**WORK ITEM**.
Give every line below again, exactly as it appears.

**DATA FOR THE TASK**.
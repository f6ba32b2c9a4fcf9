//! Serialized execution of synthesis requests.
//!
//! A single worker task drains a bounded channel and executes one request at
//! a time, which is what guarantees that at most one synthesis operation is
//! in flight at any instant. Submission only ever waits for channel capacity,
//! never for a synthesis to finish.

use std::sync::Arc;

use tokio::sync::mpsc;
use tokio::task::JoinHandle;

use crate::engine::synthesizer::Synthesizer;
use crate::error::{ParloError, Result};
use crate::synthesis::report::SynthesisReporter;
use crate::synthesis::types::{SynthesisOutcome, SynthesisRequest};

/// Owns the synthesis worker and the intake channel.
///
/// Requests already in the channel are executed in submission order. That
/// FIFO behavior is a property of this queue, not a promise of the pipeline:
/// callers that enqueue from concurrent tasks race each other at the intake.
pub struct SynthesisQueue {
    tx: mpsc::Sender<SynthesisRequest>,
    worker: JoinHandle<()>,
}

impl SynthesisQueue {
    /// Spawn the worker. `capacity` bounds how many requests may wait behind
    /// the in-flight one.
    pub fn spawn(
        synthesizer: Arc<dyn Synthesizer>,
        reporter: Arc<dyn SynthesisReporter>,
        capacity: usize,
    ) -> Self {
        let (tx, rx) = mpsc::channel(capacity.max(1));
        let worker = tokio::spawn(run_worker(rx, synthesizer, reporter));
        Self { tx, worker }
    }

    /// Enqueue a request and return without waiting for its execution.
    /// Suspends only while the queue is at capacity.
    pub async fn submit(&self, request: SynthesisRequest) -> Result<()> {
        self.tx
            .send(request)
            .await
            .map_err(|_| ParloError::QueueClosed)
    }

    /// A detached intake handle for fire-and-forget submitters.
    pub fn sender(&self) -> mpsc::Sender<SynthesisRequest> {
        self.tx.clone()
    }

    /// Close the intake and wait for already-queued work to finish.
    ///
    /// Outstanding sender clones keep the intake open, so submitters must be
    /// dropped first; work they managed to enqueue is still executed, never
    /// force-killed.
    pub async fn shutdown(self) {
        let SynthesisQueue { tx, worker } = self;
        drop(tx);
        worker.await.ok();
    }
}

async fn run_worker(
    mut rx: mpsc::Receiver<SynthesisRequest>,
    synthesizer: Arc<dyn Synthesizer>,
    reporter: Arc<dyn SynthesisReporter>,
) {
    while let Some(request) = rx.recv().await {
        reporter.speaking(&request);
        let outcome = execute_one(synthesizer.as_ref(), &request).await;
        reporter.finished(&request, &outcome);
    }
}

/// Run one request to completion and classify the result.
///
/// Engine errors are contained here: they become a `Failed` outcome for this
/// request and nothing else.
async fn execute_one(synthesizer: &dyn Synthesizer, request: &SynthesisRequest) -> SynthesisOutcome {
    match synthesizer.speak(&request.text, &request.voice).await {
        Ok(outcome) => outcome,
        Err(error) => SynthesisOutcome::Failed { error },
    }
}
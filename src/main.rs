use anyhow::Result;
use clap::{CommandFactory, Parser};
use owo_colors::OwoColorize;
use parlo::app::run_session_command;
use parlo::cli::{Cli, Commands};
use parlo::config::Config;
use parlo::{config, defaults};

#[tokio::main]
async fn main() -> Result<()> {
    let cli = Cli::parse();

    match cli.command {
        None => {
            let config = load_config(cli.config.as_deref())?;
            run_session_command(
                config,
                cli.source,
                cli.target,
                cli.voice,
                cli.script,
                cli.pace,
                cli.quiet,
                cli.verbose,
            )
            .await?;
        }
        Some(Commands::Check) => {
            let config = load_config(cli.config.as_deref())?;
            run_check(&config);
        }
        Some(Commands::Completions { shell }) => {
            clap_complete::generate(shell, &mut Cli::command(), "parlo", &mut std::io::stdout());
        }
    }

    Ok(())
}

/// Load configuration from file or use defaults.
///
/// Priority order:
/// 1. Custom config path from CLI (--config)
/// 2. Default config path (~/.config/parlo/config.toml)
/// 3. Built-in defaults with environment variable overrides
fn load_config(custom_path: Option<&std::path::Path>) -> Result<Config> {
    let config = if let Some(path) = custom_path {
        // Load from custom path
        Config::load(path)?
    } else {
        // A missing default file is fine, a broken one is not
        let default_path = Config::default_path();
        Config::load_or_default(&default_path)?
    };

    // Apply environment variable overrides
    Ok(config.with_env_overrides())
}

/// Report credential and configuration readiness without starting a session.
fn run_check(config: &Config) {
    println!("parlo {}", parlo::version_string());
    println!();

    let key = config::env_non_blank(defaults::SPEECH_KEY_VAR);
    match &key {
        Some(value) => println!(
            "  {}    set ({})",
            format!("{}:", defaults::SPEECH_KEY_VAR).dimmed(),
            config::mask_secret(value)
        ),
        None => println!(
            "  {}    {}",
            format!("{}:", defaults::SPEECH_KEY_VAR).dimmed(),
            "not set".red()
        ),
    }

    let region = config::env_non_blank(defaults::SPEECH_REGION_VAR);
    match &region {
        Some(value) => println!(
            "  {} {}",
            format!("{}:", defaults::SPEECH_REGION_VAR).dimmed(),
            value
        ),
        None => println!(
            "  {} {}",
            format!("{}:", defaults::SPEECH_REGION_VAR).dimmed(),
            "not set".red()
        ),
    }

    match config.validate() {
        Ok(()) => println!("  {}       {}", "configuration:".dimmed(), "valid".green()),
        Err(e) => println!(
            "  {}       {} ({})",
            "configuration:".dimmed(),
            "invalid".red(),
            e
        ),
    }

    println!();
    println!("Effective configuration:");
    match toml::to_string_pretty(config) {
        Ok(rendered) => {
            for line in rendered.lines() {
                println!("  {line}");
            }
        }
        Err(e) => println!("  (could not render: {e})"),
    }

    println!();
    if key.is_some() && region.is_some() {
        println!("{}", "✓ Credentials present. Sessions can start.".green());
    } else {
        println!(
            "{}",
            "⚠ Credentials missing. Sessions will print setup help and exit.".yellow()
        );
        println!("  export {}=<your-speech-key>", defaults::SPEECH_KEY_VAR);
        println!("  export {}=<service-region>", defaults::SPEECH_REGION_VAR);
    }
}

**OUTPUT FOR THIS TASK**.
repository f6ba32b2c9a4fcf9
//! Serialized execution of synthesis requests.
//!
//! A single worker task drains a bounded channel and executes one request at
//! a time, which is what guarantees that at most one synthesis operation is
//! in flight at any instant. Submission only ever waits for channel capacity,
//! never for a synthesis to finish.

use std::sync::Arc;

use tokio::sync::mpsc;
use tokio::task::JoinHandle;

use crate::engine::synthesizer::Synthesizer;
use crate::error::{ParloError, Result};
use crate::synthesis::report::SynthesisReporter;
use crate::synthesis::types::{SynthesisOutcome, SynthesisRequest};

/// Owns the synthesis worker and the intake channel.
///
/// Requests already in the channel are executed in submission order. That
/// FIFO behavior is a property of this queue, not a promise of the pipeline:
/// callers that enqueue from concurrent tasks race each other at the intake.
pub struct SynthesisQueue {
    tx: mpsc::Sender<SynthesisRequest>,
    worker: JoinHandle<()>,
}

impl SynthesisQueue {
    /// Spawn the worker. `capacity` bounds how many requests may wait behind
    /// the in-flight one.
    pub fn spawn(
        synthesizer: Arc<dyn Synthesizer>,
        reporter: Arc<dyn SynthesisReporter>,
        capacity: usize,
    ) -> Self {
        let (tx, rx) = mpsc::channel(capacity.max(1));
        let worker = tokio::spawn(run_worker(rx, synthesizer, reporter));
        Self { tx, worker }
    }

    /// Enqueue a request and return without waiting for its execution.
    /// Suspends only while the queue is at capacity.
    pub async fn submit(&self, request: SynthesisRequest) -> Result<()> {
        self.tx
            .send(request)
            .await
            .map_err(|_| ParloError::QueueClosed)
    }

    /// A detached intake handle for fire-and-forget submitters.
    pub fn sender(&self) -> mpsc::Sender<SynthesisRequest> {
        self.tx.clone()
    }

    /// Close the intake and wait for already-queued work to finish.
    ///
    /// Outstanding sender clones keep the intake open, so submitters must be
    /// dropped first; work they managed to enqueue is still executed, never
    /// force-killed.
    pub async fn shutdown(self) {
        let SynthesisQueue { tx, worker } = self;
        drop(tx);
        worker.await.ok();
    }
}

async fn run_worker(
    mut rx: mpsc::Receiver<SynthesisRequest>,
    synthesizer: Arc<dyn Synthesizer>,
    reporter: Arc<dyn SynthesisReporter>,
) {
    while let Some(request) = rx.recv().await {
        reporter.speaking(&request);
        let outcome = execute_one(synthesizer.as_ref(), &request).await;
        reporter.finished(&request, &outcome);
    }
}

/// Run one request to completion and classify the result.
///
/// Engine errors are contained here: they become a `Failed` outcome for this
/// request and nothing else.
async fn execute_one(synthesizer: &dyn Synthesizer, request: &SynthesisRequest) -> SynthesisOutcome {
    match synthesizer.speak(&request.text, &request.voice).await {
        Ok(outcome) => outcome,
        Err(error) => SynthesisOutcome::Failed { error },
    }
}
filename src/main.rs
use anyhow::Result;
use clap::{CommandFactory, Parser};
use owo_colors::OwoColorize;
use parlo::app::run_session_command;
use parlo::cli::{Cli, Commands};
use parlo::config::Config;
use parlo::{config, defaults};

#[tokio::main]
async fn main() -> Result<()> {
    let cli = Cli::parse();

    match cli.command {
        None => {
            let config = load_config(cli.config.as_deref())?;
            run_session_command(
                config,
                cli.source,
                cli.target,
                cli.voice,
                cli.script,
                cli.pace,
                cli.quiet,
                cli.verbose,
            )
            .await?;
        }
        Some(Commands::Check) => {
            let config = load_config(cli.config.as_deref())?;
            run_check(&config);
        }
        Some(Commands::Completions { shell }) => {
            clap_complete::generate(shell, &mut Cli::command(), "parlo", &mut std::io::stdout());
        }
    }

    Ok(())
}

/// Load configuration from file or use defaults.
///
/// Priority order:
/// 1. Custom config path from CLI (--config)
/// 2. Default config path (~/.config/parlo/config.toml)
/// 3. Built-in defaults with environment variable overrides
fn load_config(custom_path: Option<&std::path::Path>) -> Result<Config> {
    let config = if let Some(path) = custom_path {
        // Load from custom path
        Config::load(path)?
    } else {
        // A missing default file is fine, a broken one is not
        let default_path = Config::default_path();
        Config::load_or_default(&default_path)?
    };

    // Apply environment variable overrides
    Ok(config.with_env_overrides())
}

/// Report credential and configuration readiness without starting a session.
fn run_check(config: &Config) {
    println!("parlo {}", parlo::version_string());
    println!();

    let key = config::env_non_blank(defaults::SPEECH_KEY_VAR);
    match &key {
        Some(value) => println!(
            "  {}    set ({})",
            format!("{}:", defaults::SPEECH_KEY_VAR).dimmed(),
            config::mask_secret(value)
        ),
        None => println!(
            "  {}    {}",
            format!("{}:", defaults::SPEECH_KEY_VAR).dimmed(),
            "not set".red()
        ),
    }

    let region = config::env_non_blank(defaults::SPEECH_REGION_VAR);
    match &region {
        Some(value) => println!(
            "  {} {}",
            format!("{}:", defaults::SPEECH_REGION_VAR).dimmed(),
            value
        ),
        None => println!(
            "  {} {}",
            format!("{}:", defaults::SPEECH_REGION_VAR).dimmed(),
            "not set".red()
        ),
    }

    match config.validate() {
        Ok(()) => println!("  {}       {}", "configuration:".dimmed(), "valid".green()),
        Err(e) => println!(
            "  {}       {} ({})",
            "configuration:".dimmed(),
            "invalid".red(),
            e
        ),
    }

    println!();
    println!("Effective configuration:");
    match toml::to_string_pretty(config) {
        Ok(rendered) => {
            for line in rendered.lines() {
                println!("  {line}");
            }
        }
        Err(e) => println!("  (could not render: {e})"),
    }

    println!();
    if key.is_some() && region.is_some() {
        println!("{}", "✓ Credentials present. Sessions can start.".green());
    } else {
        println!(
            "{}",
            "⚠ Credentials missing. Sessions will print setup help and exit.".yellow()
        );
        println!("  export {}=<your-speech-key>", defaults::SPEECH_KEY_VAR);
        println!("  export {}=<service-region>", defaults::SPEECH_REGION_VAR);
    }
}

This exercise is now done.